Lo confessa proprio Villa in persona, anzi lo mette nero su bianco: quelle 56 pale conficcate tra nuraghi e paesaggi scolpiti nell’identità di quest’Isola gli farebbero generare un fatturato annuo di 67 milioni di euro, ovvero un milione e duecento mila euro a pala per ogni anno. Per cominciare a fare un primo raffronto dell’operazione con le elemosine distribuite a piene mani tra Natale e Capodanno scorsi basta comparare il guadagno di una pala con quelle misere promesse economiche fatte agli allevatori della zona. Se ogni pala avrà bisogno di “arare” un ettaro, vorrà dire che il signor Giovanni, l’allevatore di Sindia che cede la servitù, otterrà per il “prestito” di quel suo terreno un’elemosina di sei mila euro all’anno, a fronte di un milione e 200 mila euro che la signora che fu degli ortaggi incasserà ogni anno per una sola pala.

Elemosine & miliardi

Proviamo a moltiplicare l’operazione per trent’anni, quanti ne prevede il contratto. Giovanni, l’allevatore di Sindia avrà incassato appena 180 mila euro, mentre Maria Luisa, la Capaldi venuta da Celano d’Abruzzo, intascherà la bellezza di 36 milioni di euro per ogni pala. In pratica i signori del vento incasseranno il 99,5% del guadagno di una pala e lo 0,5% resterà ad “un solo” allevatore di Sindia. Tutto il territorio, invece, perderà integrità paesaggistica e valore ambientale. A far spavento sono le macro cifre di quest’operazione: se la “Villa-confessione” arriva a dichiarare che per quelle 56 pale, ogni anno, fatturerebbe 67 milioni di euro significa che in trentanni arriverà a generare incassi per la stratosferica cifra di due miliardi di euro.

Affare da 4 miliardi

In pratica con le 111 pale pianificate dalle sette centrali eoliche tra Santu Lussurgiu, Scano Montiferro, Sagama, Tinnura, Suni, Sindia, Macomer e Borore, da Enel a Eni, da Vcc Energy a Wind Energy, i signori del vento incasserebbero oltre quattro miliardi di euro in trent’anni.
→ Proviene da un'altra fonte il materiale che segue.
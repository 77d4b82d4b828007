// HTTP handler bindings for Battlesnake API endpoints
//
// Thin wrappers binding Rocket routes to the Bot. Requests are decoded into
// GameState, the Bot does the work, responses go back as JSON.

use log::debug;
use rocket::http::Status;
use rocket::serde::json::Json;
use serde_json::Value;

use mcts_snake::bot::Bot;
use mcts_snake::types::GameState;

/// GET / endpoint
/// Returns bot metadata and appearance configuration
#[get("/")]
pub fn index(bot: &rocket::State<Bot>) -> Json<Value> {
    Json(bot.info())
}

/// POST /start endpoint
#[post("/start", format = "json", data = "<start_req>")]
pub fn start(bot: &rocket::State<Bot>, start_req: Json<GameState>) -> Status {
    bot.start(
        &start_req.game,
        &start_req.turn,
        &start_req.board,
        &start_req.you,
    );

    Status::Ok
}

/// POST /move endpoint
/// Runs one decision cycle; always answers with some move, even when the search fails
#[post("/move", format = "json", data = "<move_req>")]
pub async fn get_move(bot: &rocket::State<Bot>, move_req: Json<GameState>) -> Json<Value> {
    debug!(
        "Move request: game {} turn {} ({} snakes)",
        move_req.game.id,
        move_req.turn,
        move_req.board.snakes.len()
    );

    let response = bot
        .get_move(
            &move_req.game,
            &move_req.turn,
            &move_req.board,
            &move_req.you,
        )
        .await;

    Json(response)
}

/// POST /end endpoint
#[post("/end", format = "json", data = "<end_req>")]
pub fn end(bot: &rocket::State<Bot>, end_req: Json<GameState>) -> Status {
    bot.end(&end_req.game, &end_req.turn, &end_req.board, &end_req.you);

    Status::Ok
}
Cifre da capogiro che lasciano comprendere il vortice infinito di pale e denaro, tutto da consumarsi sulla testa dei sardi e della Sardegna. Qui, in questa esclusiva terra alle pendici del Montiferru, resterebbe solo la devastazione di paesaggi e beni archeologici. Dopo il fuoco ora avanzano impunite le speculazioni.